A member of parliament in New South Wales, Australia is asking the Department of Government Efficiency (DOGE) to target a left-wing U.S.-funded think tank based at the University of Sydney.
Libertarian John Ruddick said that parliamentary members had just received a briefing from the United States Study Centre (USSC) and it had been “endlessly anti-Trump.”
“It felt like I was stuck in a room and forced to watch MSNBC,” Ruddick posted on X. “The presenter concluded by apologising to Australians on behalf of Americans because of the Trump Administration.”
According to the USSC’s website, the think tank receives funding through student tuition, from the Australian government, and “grant funding from the governments of the United States, Japan and other close allies and partners of Australia,” as well as Lockheed Martin.
“A quick AI search indicates the @USSC receives funding from US taxpayers (and Lockheed Martin of course). If true I hereby request it be DOGEd,” Ruddick wrote.
Former Australian MP George Christensen seconded Ruddick’s call, calling the USSC a “partisan outfit.”
“Hey @elonmusk, I’m also a former Member of the Australian Parliament & can attest to the fact the United States Study Centre is a partisan outfit, essentially representing the Democrats in Australia,” Christensen posted on X. “How it receives any US taxpayer funding is beyond me.
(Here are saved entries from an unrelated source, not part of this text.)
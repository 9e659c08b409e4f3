//! Processors Module
//!
//! Instruction handlers organized by the component they implement: factory
//! governance and pair creation, liquidity mint/burn, swap/skim/sync, and the
//! pool-share ledger (transfer/approve/permit).

pub mod factory;
pub mod liquidity;
pub mod lp_token;
pub mod swap;

pub use factory::*;
pub use liquidity::*;
pub use lp_token::*;
pub use swap::*;
//! Checked arithmetic helpers shared by the pair engine.

use crate::error::AmmError;
use crate::utils::fixed_point::U256;

/// Babylonian-method integer square root, floor-rounded. `U256` has no
/// built-in `sqrt`, so this mirrors the bit-length-seeded Newton's-method
/// loop the constant-product design relies on for `root_k`/`root_k_last`.
pub fn sqrt_u256(y: U256) -> U256 {
    if y.is_zero() {
        return U256::zero();
    }
    if y <= U256::from(3u32) {
        return U256::one();
    }
    let mut z = y;
    let mut x = y / U256::from(2u32) + U256::one();
    while x < z {
        z = x;
        x = (y / x + x) / U256::from(2u32);
    }
    z
}

/// Floor square root of a `u128`, via `sqrt_u256`.
pub fn sqrt_u128(y: u128) -> u128 {
    sqrt_u256(U256::from(y)).as_u128()
}

/// Checked multiply-then-divide over `u128`, used for pro-rata liquidity math
/// (`amount_i * total_supply / reserve_i`). Widens into `U256` so the
/// intermediate product cannot overflow before the division narrows it back.
pub fn mul_div_u128(a: u128, b: u128, denom: u128) -> Result<u128, AmmError> {
    if denom == 0 {
        return Err(AmmError::Overflow);
    }
    let product = U256::from(a) * U256::from(b);
    let result = product / U256::from(denom);
    if result > U256::from(u128::MAX) {
        return Err(AmmError::Overflow);
    }
    Ok(result.as_u128())
}

/// Checked subtraction, mapping underflow to `Overflow` the way the spec's
/// "fails if underflow" clauses require.
pub fn checked_sub_u128(a: u128, b: u128) -> Result<u128, AmmError> {
    a.checked_sub(b).ok_or(AmmError::Overflow)
}

/// Checked addition over `u128`.
pub fn checked_add_u128(a: u128, b: u128) -> Result<u128, AmmError> {
    a.checked_add(b).ok_or(AmmError::Overflow)
}

/// Largest `amount_out` a single-sided swap can request against
/// `(reserve_in, reserve_out)` for a given `amount_in` without failing the
/// on-chain K-check, i.e. the floor of the fee-adjusted constant-product
/// quote `amount_in * 997 * reserve_out / (reserve_in * 1000 + amount_in * 997)`.
///
/// Not called by any processor — `swap` verifies the invariant directly
/// against whatever `amount_out` the caller names, it never needs to solve
/// for the maximum itself. This exists for callers (routers, tests) that
/// want to quote a swap before sending it, and is the pure-function surface
/// the getInputPrice scenario table is checked against.
pub fn get_amount_out(amount_in: u128, reserve_in: u128, reserve_out: u128) -> Result<u128, AmmError> {
    if amount_in == 0 {
        return Err(AmmError::InsufficientInputAmount);
    }
    if reserve_in == 0 || reserve_out == 0 {
        return Err(AmmError::InsufficientLiquidity);
    }
    let amount_in_with_fee =
        U256::from(amount_in) * (U256::from(crate::constants::FEE_DENOMINATOR) - U256::from(crate::constants::FEE_NUMERATOR));
    let numerator = amount_in_with_fee * U256::from(reserve_out);
    let denominator = U256::from(reserve_in) * U256::from(crate::constants::FEE_DENOMINATOR) + amount_in_with_fee;
    Ok((numerator / denominator).as_u128())
}

#[cfg(test)]
mod tests {
    use super::*;

    #[test]
    fn sqrt_matches_known_values() {
        assert_eq!(sqrt_u128(0), 0);
        assert_eq!(sqrt_u128(1), 1);
        assert_eq!(sqrt_u128(4), 2);
        assert_eq!(sqrt_u128(8), 2);
        assert_eq!(sqrt_u128(9), 3);
        assert_eq!(sqrt_u128(1_000_000_000_000_000_000u128 * 4_000_000_000_000_000_000u128), 2_000_000_000_000_000_000u128);
    }

    #[test]
    fn mul_div_matches_integer_division() {
        assert_eq!(mul_div_u128(7, 3, 2).unwrap(), 10);
        assert_eq!(mul_div_u128(0, 3, 2).unwrap(), 0);
        assert!(mul_div_u128(1, 1, 0).is_err());
    }

    // The standard getInputPrice table (spec §8 scenario 2): for each
    // (amount_in, reserve_in, reserve_out) row, `get_amount_out` must match
    // the documented maximum, `swap` with that amount must be acceptable to
    // the K-check, and one unit more must not be.
    #[test]
    fn get_amount_out_matches_input_price_table() {
        let rows: [(u128, u128, u128, u128); 7] = [
            (1, 5, 10, 1662497915624478906),
            (1, 10, 5, 453305446940074565),
            (2, 5, 10, 2851015155847869602),
            (2, 10, 5, 831248957812239453),
            (1, 10, 10, 906610893880149131),
            (1, 100, 100, 987158034397061298),
            (1, 1000, 1000, 996006981039903216),
        ];
        for (amount_in_e, reserve_in_e, reserve_out_e, expected) in rows {
            let scale = 1_000_000_000_000_000_000u128;
            let amount_in = amount_in_e * scale;
            let reserve_in = reserve_in_e * scale;
            let reserve_out = reserve_out_e * scale;
            let got = get_amount_out(amount_in, reserve_in, reserve_out).unwrap();
            assert_eq!(got, expected, "row ({amount_in_e}, {reserve_in_e}, {reserve_out_e})");
        }
    }

    #[test]
    fn k_check_accepts_quoted_amount_and_rejects_one_more() {
        let scale = 1_000_000_000_000_000_000u128;
        let reserve0 = 5 * scale;
        let reserve1 = 10 * scale;
        let amount0_in = 1 * scale;
        let max_out = get_amount_out(amount0_in, reserve0, reserve1).unwrap();
        assert_eq!(max_out, 1662497915624478906);

        let check = |amount1_out: u128| -> bool {
            let bal0 = reserve0 + amount0_in;
            let bal1 = reserve1 - amount1_out;
            let bal0_adj = U256::from(bal0) * U256::from(1000u32) - U256::from(amount0_in) * U256::from(3u32);
            let bal1_adj = U256::from(bal1) * U256::from(1000u32);
            let lhs = bal0_adj * bal1_adj;
            let rhs = U256::from(reserve0) * U256::from(reserve1) * U256::from(1_000_000u32);
            lhs >= rhs
        };
        assert!(check(max_out));
        assert!(!check(max_out + 1));
    }
}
Time for it to be DOGE’d.”
Ruddick also noted that the USSC website on Tuesday featured a “briefing” from former USAID Deputy Assistant Administrator Lester Munson on “the DOGE cuts and the pathway forward.”
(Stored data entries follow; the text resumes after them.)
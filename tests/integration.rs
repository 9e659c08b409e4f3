/*
MIT License

Copyright (c) 2024 Davinci

Permission is hereby granted, free of charge, to any person obtaining a copy
of this software and associated documentation files (the "Software"), to deal
in the Software without restriction, including without limitation the rights
to use, copy, modify, merge, publish, distribute, sublicense, and/or sell
copies of the Software, and to permit persons to whom the Software is
furnished to do so, subject to the following conditions:

The above copyright notice and this permission notice shall be included in all
copies or substantial portions of the Software.

THE SOFTWARE IS PROVIDED "AS IS", WITHOUT WARRANTY OF ANY KIND, EXPRESS OR
IMPLIED, INCLUDING BUT NOT LIMITED TO THE WARRANTIES OF MERCHANTABILITY,
FITNESS FOR A PARTICULAR PURPOSE AND NONINFRINGEMENT. IN NO EVENT SHALL THE
AUTHORS OR COPYRIGHT HOLDERS BE LIABLE FOR ANY CLAIM, DAMAGES OR OTHER
LIABILITY, WHETHER IN AN ACTION OF CONTRACT, TORT OR OTHERWISE, ARISING FROM,
OUT OF OR IN CONNECTION WITH THE SOFTWARE OR THE USE OR OTHER DEALINGS IN THE
SOFTWARE.
*/

//! End-to-end exercise of the instruction-dispatch happy path against
//! `solana-program-test`: factory init, pair creation, first liquidity
//! deposit, a swap, and a partial redemption.

use constant_product_amm::client_sdk::PairClient;
use constant_product_amm::{get_amount_out, mul_div_u128, FactoryState, LpTokenAccount, PairState};
use solana_program_test::{processor, BanksClient, ProgramTest};
use solana_sdk::{
    account::Account,
    program_pack::Pack,
    signature::{Keypair, Signer},
    system_instruction,
    transaction::Transaction,
};
use spl_token::state::{Account as SplTokenAccount, Mint as SplMint};

fn program_test() -> ProgramTest {
    ProgramTest::new(
        "constant_product_amm",
        constant_product_amm::id(),
        processor!(constant_product_amm::process_instruction),
    )
}

async fn send(banks: &mut BanksClient, payer: &Keypair, signers: &[&Keypair], ixs: &[solana_program::instruction::Instruction]) {
    let blockhash = banks.get_latest_blockhash().await.unwrap();
    let mut all_signers: Vec<&Keypair> = vec![payer];
    for s in signers {
        if s.pubkey() != payer.pubkey() {
            all_signers.push(s);
        }
    }
    let tx = Transaction::new_signed_with_payer(ixs, Some(&payer.pubkey()), &all_signers, blockhash);
    banks.process_transaction(tx).await.unwrap();
}

async fn create_mint(banks: &mut BanksClient, payer: &Keypair, mint: &Keypair, authority: &Keypair, decimals: u8) {
    let rent = banks.get_rent().await.unwrap();
    let lamports = rent.minimum_balance(SplMint::LEN);
    let ixs = [
        system_instruction::create_account(&payer.pubkey(), &mint.pubkey(), lamports, SplMint::LEN as u64, &spl_token::id()),
        spl_token::instruction::initialize_mint(&spl_token::id(), &mint.pubkey(), &authority.pubkey(), None, decimals).unwrap(),
    ];
    send(banks, payer, &[mint], &ixs).await;
}

async fn create_token_account(banks: &mut BanksClient, payer: &Keypair, account: &Keypair, mint: &Keypair, owner: &Keypair) {
    let rent = banks.get_rent().await.unwrap();
    let lamports = rent.minimum_balance(SplTokenAccount::LEN);
    let ixs = [
        system_instruction::create_account(&payer.pubkey(), &account.pubkey(), lamports, SplTokenAccount::LEN as u64, &spl_token::id()),
        spl_token::instruction::initialize_account(&spl_token::id(), &account.pubkey(), &mint.pubkey(), &owner.pubkey()).unwrap(),
    ];
    send(banks, payer, &[account], &ixs).await;
}

async fn mint_to(banks: &mut BanksClient, payer: &Keypair, mint: &Keypair, destination: &Keypair, authority: &Keypair, amount: u64) {
    let ix = spl_token::instruction::mint_to(&spl_token::id(), &mint.pubkey(), &destination.pubkey(), &authority.pubkey(), &[], amount).unwrap();
    send(banks, payer, &[authority], &[ix]).await;
}

async fn token_balance(banks: &mut BanksClient, account: &solana_program::pubkey::Pubkey) -> u64 {
    let raw = banks.get_account(*account).await.unwrap().unwrap();
    SplTokenAccount::unpack(&raw.data).unwrap().amount
}

async fn fetch<T: borsh::BorshDeserialize>(banks: &mut BanksClient, account: &solana_program::pubkey::Pubkey) -> T {
    let raw: Account = banks.get_account(*account).await.unwrap().unwrap();
    T::try_from_slice(&raw.data).unwrap()
}

#[tokio::test]
#[serial_test::serial]
async fn factory_pair_mint_swap_burn_round_trip() {
    let (mut banks, payer, _recent_blockhash) = program_test().start().await;

    let program_id = constant_product_amm::id();
    let client = PairClient::new(program_id);

    let mint_authority = Keypair::new();
    let fund_transfer = system_instruction::transfer(&payer.pubkey(), &mint_authority.pubkey(), 10_000_000_000);
    send(&mut banks, &payer, &[], &[fund_transfer]).await;

    let mint_a = Keypair::new();
    let mint_b = Keypair::new();
    create_mint(&mut banks, &payer, &mint_a, &mint_authority, 6).await;
    create_mint(&mut banks, &payer, &mint_b, &mint_authority, 6).await;

    // -- factory --
    let fee_to_setter = payer.pubkey();
    send(&mut banks, &payer, &[], &[client.initialize_factory_instruction(&payer.pubkey(), fee_to_setter)]).await;

    let (factory_addr, _) = client.factory_address();
    let factory: FactoryState = fetch(&mut banks, &factory_addr).await;
    assert!(factory.is_initialized);
    assert_eq!(factory.fee_to_setter, fee_to_setter);
    assert_eq!(factory.pair_count, 0);
    assert!(!factory.fee_on());

    // -- pair creation --
    let chain_id = [7u8; 32];
    send(
        &mut banks,
        &payer,
        &[],
        &[client.create_pair_instruction(&payer.pubkey(), &mint_a.pubkey(), &mint_b.pubkey(), chain_id)],
    )
    .await;

    let addrs = client.derive_pair_addresses(&mint_a.pubkey(), &mint_b.pubkey());
    let pair: PairState = fetch(&mut banks, &addrs.pair).await;
    assert!(pair.is_initialized);
    assert_eq!(pair.token0, addrs.token0);
    assert_eq!(pair.token1, addrs.token1);
    assert_eq!(pair.reserve0, 0);
    assert_eq!(pair.reserve1, 0);
    assert_eq!(pair.lp_mint.total_supply, 0);
    assert!(pair.unlocked);
    assert_eq!(pair.chain_id, chain_id);

    let factory_after_create: FactoryState = fetch(&mut banks, &factory_addr).await;
    assert_eq!(factory_after_create.pair_count, 1);

    // token0/token1 are whichever of mint_a/mint_b sorted first.
    let (mint0, mint1) = if addrs.token0 == mint_a.pubkey() { (&mint_a, &mint_b) } else { (&mint_b, &mint_a) };

    // -- fund a depositor and seed the pair's vaults --
    let depositor = Keypair::new();
    let transfer_to_depositor = system_instruction::transfer(&payer.pubkey(), &depositor.pubkey(), 10_000_000_000);
    send(&mut banks, &payer, &[], &[transfer_to_depositor]).await;

    let depositor_token0 = Keypair::new();
    let depositor_token1 = Keypair::new();
    create_token_account(&mut banks, &payer, &depositor_token0, mint0, &depositor).await;
    create_token_account(&mut banks, &payer, &depositor_token1, mint1, &depositor).await;

    let deposit0: u64 = 4_000_000_000;
    let deposit1: u64 = 9_000_000_000;
    mint_to(&mut banks, &payer, mint0, &depositor_token0, &mint_authority, deposit0 + 2_000_000_000).await;
    mint_to(&mut banks, &payer, mint1, &depositor_token1, &mint_authority, deposit1).await;

    let transfer_in0 = spl_token::instruction::transfer(
        &spl_token::id(),
        &depositor_token0.pubkey(),
        &addrs.vault0,
        &depositor.pubkey(),
        &[],
        deposit0,
    )
    .unwrap();
    let transfer_in1 = spl_token::instruction::transfer(
        &spl_token::id(),
        &depositor_token1.pubkey(),
        &addrs.vault1,
        &depositor.pubkey(),
        &[],
        deposit1,
    )
    .unwrap();
    send(&mut banks, &payer, &[&depositor], &[transfer_in0, transfer_in1]).await;

    // -- initial mint: depositor's pool-share ledger must exist first --
    send(
        &mut banks,
        &payer,
        &[],
        &[client.initialize_lp_account_instruction(&payer.pubkey(), &addrs.pair, depositor.pubkey())],
    )
    .await;
    let (depositor_ledger, _) = client.lp_account_address(&addrs.pair, &depositor.pubkey());

    send(
        &mut banks,
        &payer,
        &[],
        &[client.mint_instruction(&depositor.pubkey(), &addrs.pair, &addrs.vault0, &addrs.vault1, &depositor_ledger, None)],
    )
    .await;

    // 4_000_000_000 * 9_000_000_000 is a perfect square: sqrt == 6_000_000_000.
    let expected_total_supply: u64 = 6_000_000_000;
    let expected_minted: u64 = expected_total_supply - 1000;

    let pair_after_mint: PairState = fetch(&mut banks, &addrs.pair).await;
    assert_eq!(pair_after_mint.reserve0, deposit0 as u128);
    assert_eq!(pair_after_mint.reserve1, deposit1 as u128);
    assert_eq!(pair_after_mint.lp_mint.total_supply, expected_total_supply);

    let depositor_ledger_state: LpTokenAccount = fetch(&mut banks, &depositor_ledger).await;
    assert_eq!(depositor_ledger_state.balance, expected_minted);

    // -- swap: depositor sends more token0 in, receives token1 out --
    let amount0_in: u64 = 1_000_000_000;
    let amount1_out = get_amount_out(amount0_in as u128, deposit0 as u128, deposit1 as u128).unwrap() as u64;
    assert!(amount1_out > 0 && amount1_out < deposit1);

    let transfer_swap_in = spl_token::instruction::transfer(
        &spl_token::id(),
        &depositor_token0.pubkey(),
        &addrs.vault0,
        &depositor.pubkey(),
        &[],
        amount0_in,
    )
    .unwrap();
    send(&mut banks, &payer, &[&depositor], &[transfer_swap_in]).await;

    send(
        &mut banks,
        &payer,
        &[],
        &[client.swap_instruction(
            &depositor.pubkey(),
            &addrs.pair,
            &addrs.vault0,
            &addrs.vault1,
            &depositor_token0.pubkey(),
            &depositor_token1.pubkey(),
            0,
            amount1_out,
            vec![],
        )],
    )
    .await;

    let bal0_post_swap = deposit0 + amount0_in;
    let bal1_post_swap = deposit1 - amount1_out;

    let pair_after_swap: PairState = fetch(&mut banks, &addrs.pair).await;
    assert_eq!(pair_after_swap.reserve0, bal0_post_swap as u128);
    assert_eq!(pair_after_swap.reserve1, bal1_post_swap as u128);
    assert_eq!(pair_after_swap.lp_mint.total_supply, expected_total_supply);

    let depositor_token1_balance = token_balance(&mut banks, &depositor_token1.pubkey()).await;
    assert_eq!(depositor_token1_balance, amount1_out);

    // -- burn: redeem a third of the depositor's shares through the pair's own ledger slot --
    send(
        &mut banks,
        &payer,
        &[],
        &[client.initialize_lp_account_instruction(&payer.pubkey(), &addrs.pair, addrs.pair)],
    )
    .await;
    let (pair_ledger, _) = client.lp_account_address(&addrs.pair, &addrs.pair);

    let burn_liquidity = expected_minted / 3;
    send(
        &mut banks,
        &payer,
        &[&depositor],
        &[client.transfer_instruction(&depositor.pubkey(), &addrs.pair, &depositor_ledger, &pair_ledger, burn_liquidity)],
    )
    .await;

    let expected_amount0 = mul_div_u128(burn_liquidity as u128, bal0_post_swap as u128, expected_total_supply as u128).unwrap() as u64;
    let expected_amount1 = mul_div_u128(burn_liquidity as u128, bal1_post_swap as u128, expected_total_supply as u128).unwrap() as u64;
    assert!(expected_amount0 > 0 && expected_amount1 > 0);

    send(
        &mut banks,
        &payer,
        &[],
        &[client.burn_instruction(
            &depositor.pubkey(),
            &addrs.pair,
            &addrs.vault0,
            &addrs.vault1,
            &pair_ledger,
            None,
            &depositor_token0.pubkey(),
            &depositor_token1.pubkey(),
        )],
    )
    .await;

    let pair_after_burn: PairState = fetch(&mut banks, &addrs.pair).await;
    assert_eq!(pair_after_burn.reserve0, (bal0_post_swap - expected_amount0) as u128);
    assert_eq!(pair_after_burn.reserve1, (bal1_post_swap - expected_amount1) as u128);
    assert_eq!(pair_after_burn.lp_mint.total_supply, expected_total_supply - burn_liquidity);

    let pair_ledger_state: LpTokenAccount = fetch(&mut banks, &pair_ledger).await;
    assert_eq!(pair_ledger_state.balance, 0);
}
In his second term President Trump has focused dismantling the corrupt and wasteful agency, canceling the majority of its contracts, and eliminating 1,600 positions.
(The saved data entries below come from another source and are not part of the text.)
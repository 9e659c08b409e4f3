//! Structured event payloads emitted via `solana_program::log::sol_log_data`.
//!
//! This is the native Solana primitive for structured program logs (the
//! same mechanism Anchor's `emit!` wraps), used here in place of an EVM log
//! entry.

use borsh::BorshSerialize;
use solana_program::{log::sol_log_data, pubkey::Pubkey};

#[derive(BorshSerialize)]
pub struct MintEvent {
    pub sender: Pubkey,
    pub amount0: u64,
    pub amount1: u64,
}

#[derive(BorshSerialize)]
pub struct BurnEvent {
    pub sender: Pubkey,
    pub amount0: u64,
    pub amount1: u64,
    pub to: Pubkey,
}

#[derive(BorshSerialize)]
pub struct SwapEvent {
    pub sender: Pubkey,
    pub amount0_in: u64,
    pub amount1_in: u64,
    pub amount0_out: u64,
    pub amount1_out: u64,
    pub to: Pubkey,
}

#[derive(BorshSerialize)]
pub struct SyncEvent {
    pub reserve0: u128,
    pub reserve1: u128,
}

#[derive(BorshSerialize)]
pub struct TransferEvent {
    pub from: Pubkey,
    pub to: Pubkey,
    pub value: u64,
}

#[derive(BorshSerialize)]
pub struct ApprovalEvent {
    pub owner: Pubkey,
    pub spender: Pubkey,
    pub value: u64,
}

#[derive(BorshSerialize)]
pub struct PairCreatedEvent {
    pub token0: Pubkey,
    pub token1: Pubkey,
    pub pair: Pubkey,
    pub index_plus_one: u64,
}

macro_rules! emit_event {
    ($name:literal, $event:expr) => {{
        let mut buf = Vec::new();
        if $event.serialize(&mut buf).is_ok() {
            sol_log_data(&[$name.as_bytes(), &buf]);
        }
    }};
}

pub fn emit_mint(event: MintEvent) {
    emit_event!("Mint", event);
}

pub fn emit_burn(event: BurnEvent) {
    emit_event!("Burn", event);
}

pub fn emit_swap(event: SwapEvent) {
    emit_event!("Swap", event);
}

pub fn emit_sync(event: SyncEvent) {
    emit_event!("Sync", event);
}

pub fn emit_transfer(event: TransferEvent) {
    emit_event!("Transfer", event);
}

pub fn emit_approval(event: ApprovalEvent) {
    emit_event!("Approval", event);
}

pub fn emit_pair_created(event: PairCreatedEvent) {
    emit_event!("PairCreated", event);
}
Obama-appointed Judge Theodore D. Chuang of U.S. District Court for the District of Maryland however ruled on Tuesday that DOGE Chief Elon Musk likely violated the Constitution “in multiple ways” and “robbed Congress of its authority to oversee the dissolution” of USAID, even though the agency was created through an executive order signed by the late President John F. Kennedy in 1961.
Chuang, who was overruled by the Supreme Court during the first Trump administration, opined that Musk has improperly acted as a U.S. officer, the New York Times reported.